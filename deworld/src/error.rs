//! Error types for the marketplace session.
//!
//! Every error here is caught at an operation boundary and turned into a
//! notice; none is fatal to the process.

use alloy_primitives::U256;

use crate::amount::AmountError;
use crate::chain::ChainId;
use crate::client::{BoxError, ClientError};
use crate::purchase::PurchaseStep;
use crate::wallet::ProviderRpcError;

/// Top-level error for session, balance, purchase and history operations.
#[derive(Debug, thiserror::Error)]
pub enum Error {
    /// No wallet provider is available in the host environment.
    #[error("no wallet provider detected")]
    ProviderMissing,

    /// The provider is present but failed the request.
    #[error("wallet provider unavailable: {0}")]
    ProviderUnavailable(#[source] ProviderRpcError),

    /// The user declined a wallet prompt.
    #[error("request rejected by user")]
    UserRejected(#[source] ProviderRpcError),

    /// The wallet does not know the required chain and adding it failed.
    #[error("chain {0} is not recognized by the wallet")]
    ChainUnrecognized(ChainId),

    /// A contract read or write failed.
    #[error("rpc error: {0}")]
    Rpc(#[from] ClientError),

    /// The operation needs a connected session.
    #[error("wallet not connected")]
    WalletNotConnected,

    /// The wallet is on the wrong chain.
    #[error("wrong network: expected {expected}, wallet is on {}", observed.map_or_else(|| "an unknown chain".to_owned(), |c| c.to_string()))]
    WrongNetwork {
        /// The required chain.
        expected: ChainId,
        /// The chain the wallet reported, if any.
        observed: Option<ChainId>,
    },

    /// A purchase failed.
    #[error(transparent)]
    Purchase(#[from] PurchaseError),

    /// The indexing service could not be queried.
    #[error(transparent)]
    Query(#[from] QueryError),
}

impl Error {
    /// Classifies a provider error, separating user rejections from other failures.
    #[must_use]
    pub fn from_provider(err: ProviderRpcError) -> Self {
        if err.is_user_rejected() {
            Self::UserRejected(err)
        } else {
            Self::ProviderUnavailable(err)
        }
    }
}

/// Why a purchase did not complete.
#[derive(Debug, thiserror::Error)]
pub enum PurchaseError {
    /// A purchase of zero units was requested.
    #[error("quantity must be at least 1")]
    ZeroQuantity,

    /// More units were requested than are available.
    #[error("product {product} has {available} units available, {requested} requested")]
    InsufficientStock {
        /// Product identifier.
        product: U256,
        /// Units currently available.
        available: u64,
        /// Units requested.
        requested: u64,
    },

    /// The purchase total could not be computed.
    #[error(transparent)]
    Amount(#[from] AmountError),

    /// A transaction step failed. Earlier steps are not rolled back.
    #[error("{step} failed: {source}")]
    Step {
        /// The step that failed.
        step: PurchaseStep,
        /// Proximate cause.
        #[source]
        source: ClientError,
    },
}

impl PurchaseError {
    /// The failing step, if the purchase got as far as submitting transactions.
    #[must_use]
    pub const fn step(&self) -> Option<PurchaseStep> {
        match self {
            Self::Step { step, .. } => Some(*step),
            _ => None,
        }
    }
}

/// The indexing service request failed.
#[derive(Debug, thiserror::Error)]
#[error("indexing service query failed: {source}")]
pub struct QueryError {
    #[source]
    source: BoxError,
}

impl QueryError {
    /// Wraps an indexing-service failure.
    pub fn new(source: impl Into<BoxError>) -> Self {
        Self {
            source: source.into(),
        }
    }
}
* * * *
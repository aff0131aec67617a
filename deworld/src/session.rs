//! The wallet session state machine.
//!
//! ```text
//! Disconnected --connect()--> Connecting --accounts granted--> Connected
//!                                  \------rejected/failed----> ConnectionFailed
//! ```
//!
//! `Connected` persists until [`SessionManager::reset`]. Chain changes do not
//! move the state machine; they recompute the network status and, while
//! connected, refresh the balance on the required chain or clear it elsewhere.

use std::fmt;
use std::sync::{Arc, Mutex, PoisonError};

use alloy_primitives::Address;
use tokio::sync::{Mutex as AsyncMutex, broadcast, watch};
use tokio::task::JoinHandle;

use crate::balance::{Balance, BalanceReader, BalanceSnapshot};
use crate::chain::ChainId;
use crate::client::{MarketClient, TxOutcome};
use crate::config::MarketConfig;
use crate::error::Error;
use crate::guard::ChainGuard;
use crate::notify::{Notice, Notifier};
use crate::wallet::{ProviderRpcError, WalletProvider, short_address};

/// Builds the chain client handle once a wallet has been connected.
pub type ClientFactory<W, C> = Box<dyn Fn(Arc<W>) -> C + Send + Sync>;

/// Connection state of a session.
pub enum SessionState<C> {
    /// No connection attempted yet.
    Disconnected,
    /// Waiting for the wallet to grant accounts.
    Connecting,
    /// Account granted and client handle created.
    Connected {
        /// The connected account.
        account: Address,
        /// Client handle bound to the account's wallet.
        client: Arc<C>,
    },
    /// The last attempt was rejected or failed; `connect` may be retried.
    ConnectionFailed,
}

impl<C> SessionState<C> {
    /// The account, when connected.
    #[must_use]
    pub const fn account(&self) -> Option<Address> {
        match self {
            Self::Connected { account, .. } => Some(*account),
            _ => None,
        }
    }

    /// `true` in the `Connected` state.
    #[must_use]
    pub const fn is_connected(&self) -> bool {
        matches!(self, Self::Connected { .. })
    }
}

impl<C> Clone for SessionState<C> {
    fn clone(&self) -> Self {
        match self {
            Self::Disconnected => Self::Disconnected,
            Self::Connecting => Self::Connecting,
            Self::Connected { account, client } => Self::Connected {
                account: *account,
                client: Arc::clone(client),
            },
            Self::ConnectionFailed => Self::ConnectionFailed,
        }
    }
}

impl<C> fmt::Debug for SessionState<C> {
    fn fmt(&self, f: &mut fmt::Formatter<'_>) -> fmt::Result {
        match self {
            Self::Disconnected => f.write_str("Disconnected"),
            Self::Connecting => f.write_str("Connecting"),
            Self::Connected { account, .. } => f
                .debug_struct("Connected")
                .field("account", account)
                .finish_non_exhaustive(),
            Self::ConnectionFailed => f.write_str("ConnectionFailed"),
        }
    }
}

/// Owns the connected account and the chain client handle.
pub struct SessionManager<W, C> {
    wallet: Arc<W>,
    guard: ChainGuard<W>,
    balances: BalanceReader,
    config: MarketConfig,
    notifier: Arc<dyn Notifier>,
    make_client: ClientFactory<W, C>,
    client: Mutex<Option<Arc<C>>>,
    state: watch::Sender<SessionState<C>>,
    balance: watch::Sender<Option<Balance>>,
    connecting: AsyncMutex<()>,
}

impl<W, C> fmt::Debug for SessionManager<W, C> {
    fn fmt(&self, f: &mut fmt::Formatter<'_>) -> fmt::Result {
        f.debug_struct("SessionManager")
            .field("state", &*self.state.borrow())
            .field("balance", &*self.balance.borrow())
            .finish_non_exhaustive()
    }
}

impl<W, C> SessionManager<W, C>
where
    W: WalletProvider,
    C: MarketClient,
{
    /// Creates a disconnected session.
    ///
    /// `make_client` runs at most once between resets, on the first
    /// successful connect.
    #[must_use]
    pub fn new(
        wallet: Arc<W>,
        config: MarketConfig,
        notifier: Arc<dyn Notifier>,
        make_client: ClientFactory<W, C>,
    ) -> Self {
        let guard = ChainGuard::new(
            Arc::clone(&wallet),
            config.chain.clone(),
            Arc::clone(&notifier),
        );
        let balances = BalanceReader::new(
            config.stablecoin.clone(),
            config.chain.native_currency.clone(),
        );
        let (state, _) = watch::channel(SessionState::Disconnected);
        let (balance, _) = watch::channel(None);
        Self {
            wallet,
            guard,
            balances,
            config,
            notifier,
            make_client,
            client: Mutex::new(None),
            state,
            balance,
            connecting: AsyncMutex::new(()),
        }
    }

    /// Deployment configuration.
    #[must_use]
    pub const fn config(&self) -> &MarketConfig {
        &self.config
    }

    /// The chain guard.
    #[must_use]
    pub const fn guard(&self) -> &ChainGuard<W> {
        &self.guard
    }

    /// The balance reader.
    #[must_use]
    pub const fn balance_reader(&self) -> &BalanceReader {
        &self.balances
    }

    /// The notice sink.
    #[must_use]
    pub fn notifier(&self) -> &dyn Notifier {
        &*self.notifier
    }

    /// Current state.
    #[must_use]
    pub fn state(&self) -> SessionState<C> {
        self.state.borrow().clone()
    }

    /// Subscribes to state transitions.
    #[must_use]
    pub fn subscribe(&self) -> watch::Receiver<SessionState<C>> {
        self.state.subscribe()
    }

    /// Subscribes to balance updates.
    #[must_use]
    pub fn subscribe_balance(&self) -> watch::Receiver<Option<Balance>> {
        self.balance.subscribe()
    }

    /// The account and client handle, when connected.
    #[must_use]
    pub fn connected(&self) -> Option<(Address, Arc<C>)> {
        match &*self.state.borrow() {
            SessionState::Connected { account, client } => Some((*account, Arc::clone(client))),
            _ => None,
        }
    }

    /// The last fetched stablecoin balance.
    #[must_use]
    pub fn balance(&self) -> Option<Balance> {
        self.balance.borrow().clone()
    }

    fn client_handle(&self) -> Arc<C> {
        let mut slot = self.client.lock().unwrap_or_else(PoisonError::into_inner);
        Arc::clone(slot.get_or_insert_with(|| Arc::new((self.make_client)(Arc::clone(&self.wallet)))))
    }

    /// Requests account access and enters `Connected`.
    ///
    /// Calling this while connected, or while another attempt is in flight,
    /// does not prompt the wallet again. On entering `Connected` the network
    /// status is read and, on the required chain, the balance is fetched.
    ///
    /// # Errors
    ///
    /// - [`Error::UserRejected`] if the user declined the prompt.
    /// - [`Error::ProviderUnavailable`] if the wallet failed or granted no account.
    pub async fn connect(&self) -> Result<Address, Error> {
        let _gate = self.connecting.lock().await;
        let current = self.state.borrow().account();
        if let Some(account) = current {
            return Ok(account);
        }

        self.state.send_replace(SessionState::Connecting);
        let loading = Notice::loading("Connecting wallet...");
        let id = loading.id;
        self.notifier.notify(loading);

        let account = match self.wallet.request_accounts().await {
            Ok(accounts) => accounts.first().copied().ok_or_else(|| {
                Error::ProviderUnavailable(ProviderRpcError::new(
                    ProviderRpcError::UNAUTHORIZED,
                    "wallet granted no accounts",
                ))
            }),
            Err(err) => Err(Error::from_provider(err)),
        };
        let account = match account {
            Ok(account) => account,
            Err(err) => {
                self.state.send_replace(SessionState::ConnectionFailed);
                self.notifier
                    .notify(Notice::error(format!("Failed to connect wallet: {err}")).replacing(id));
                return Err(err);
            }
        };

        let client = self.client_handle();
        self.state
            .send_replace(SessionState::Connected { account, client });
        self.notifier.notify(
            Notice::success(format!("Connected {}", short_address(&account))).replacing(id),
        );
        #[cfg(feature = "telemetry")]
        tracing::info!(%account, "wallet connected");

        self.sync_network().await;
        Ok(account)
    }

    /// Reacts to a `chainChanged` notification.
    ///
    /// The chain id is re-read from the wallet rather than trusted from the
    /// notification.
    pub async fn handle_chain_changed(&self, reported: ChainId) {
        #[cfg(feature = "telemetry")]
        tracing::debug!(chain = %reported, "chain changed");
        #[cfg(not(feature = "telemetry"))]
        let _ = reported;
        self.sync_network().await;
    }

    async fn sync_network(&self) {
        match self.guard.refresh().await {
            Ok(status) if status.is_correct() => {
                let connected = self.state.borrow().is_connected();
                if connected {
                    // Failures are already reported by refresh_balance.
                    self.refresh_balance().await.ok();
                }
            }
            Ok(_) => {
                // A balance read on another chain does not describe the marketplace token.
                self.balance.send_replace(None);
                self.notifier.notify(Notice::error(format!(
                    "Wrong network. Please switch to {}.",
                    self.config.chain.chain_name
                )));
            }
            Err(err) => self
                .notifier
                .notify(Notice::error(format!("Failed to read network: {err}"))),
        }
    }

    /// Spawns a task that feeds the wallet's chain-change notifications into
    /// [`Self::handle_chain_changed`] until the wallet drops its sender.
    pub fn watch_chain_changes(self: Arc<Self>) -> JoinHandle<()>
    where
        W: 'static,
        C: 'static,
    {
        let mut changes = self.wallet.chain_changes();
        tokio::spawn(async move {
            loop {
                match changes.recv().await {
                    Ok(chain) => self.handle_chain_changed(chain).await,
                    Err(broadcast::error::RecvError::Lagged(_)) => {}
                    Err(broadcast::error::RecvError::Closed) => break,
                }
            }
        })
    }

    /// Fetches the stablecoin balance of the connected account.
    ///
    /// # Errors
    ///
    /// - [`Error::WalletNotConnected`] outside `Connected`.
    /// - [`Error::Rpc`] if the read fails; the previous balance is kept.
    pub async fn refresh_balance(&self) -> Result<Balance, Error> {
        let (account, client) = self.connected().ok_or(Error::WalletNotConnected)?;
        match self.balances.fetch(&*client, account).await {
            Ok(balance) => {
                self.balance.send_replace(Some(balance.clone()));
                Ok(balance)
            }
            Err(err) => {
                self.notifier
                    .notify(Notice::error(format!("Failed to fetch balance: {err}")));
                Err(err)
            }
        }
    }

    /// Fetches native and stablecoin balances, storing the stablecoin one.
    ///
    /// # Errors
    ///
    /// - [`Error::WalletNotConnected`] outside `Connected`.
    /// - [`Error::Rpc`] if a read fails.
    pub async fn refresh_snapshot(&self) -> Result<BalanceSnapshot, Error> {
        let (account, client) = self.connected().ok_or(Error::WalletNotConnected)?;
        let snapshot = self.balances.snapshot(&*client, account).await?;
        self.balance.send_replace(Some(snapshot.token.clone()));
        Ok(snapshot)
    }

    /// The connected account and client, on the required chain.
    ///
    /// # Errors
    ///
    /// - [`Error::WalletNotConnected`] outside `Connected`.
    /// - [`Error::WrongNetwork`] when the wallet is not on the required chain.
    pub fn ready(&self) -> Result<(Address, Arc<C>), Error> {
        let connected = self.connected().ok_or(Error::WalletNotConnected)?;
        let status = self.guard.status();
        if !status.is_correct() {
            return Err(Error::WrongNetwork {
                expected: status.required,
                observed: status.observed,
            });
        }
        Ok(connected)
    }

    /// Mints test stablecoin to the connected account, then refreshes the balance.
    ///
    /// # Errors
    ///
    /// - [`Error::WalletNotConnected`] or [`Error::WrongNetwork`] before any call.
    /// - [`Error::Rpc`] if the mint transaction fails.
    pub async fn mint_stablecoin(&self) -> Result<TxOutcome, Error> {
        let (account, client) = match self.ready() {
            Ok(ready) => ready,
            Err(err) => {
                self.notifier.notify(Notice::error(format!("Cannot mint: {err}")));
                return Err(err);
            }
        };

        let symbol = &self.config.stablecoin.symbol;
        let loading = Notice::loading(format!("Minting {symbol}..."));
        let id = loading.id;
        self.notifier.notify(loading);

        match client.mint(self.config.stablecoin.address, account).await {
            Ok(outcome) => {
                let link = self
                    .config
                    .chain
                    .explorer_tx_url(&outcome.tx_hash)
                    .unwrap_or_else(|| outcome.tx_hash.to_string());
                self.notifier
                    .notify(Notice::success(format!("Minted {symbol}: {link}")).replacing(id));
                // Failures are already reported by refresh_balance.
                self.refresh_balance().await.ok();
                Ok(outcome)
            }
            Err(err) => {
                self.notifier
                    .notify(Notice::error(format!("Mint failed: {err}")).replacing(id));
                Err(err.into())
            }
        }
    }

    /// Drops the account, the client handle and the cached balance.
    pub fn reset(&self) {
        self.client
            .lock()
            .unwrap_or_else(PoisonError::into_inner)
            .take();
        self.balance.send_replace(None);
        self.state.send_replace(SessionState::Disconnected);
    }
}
* * * *
Search the listing above for the string "when" and copy each line that has it.

_Response:_
    /// The account, when connected.
    /// The account and client handle, when connected.
    /// - [`Error::WrongNetwork`] when the wallet is not on the required chain.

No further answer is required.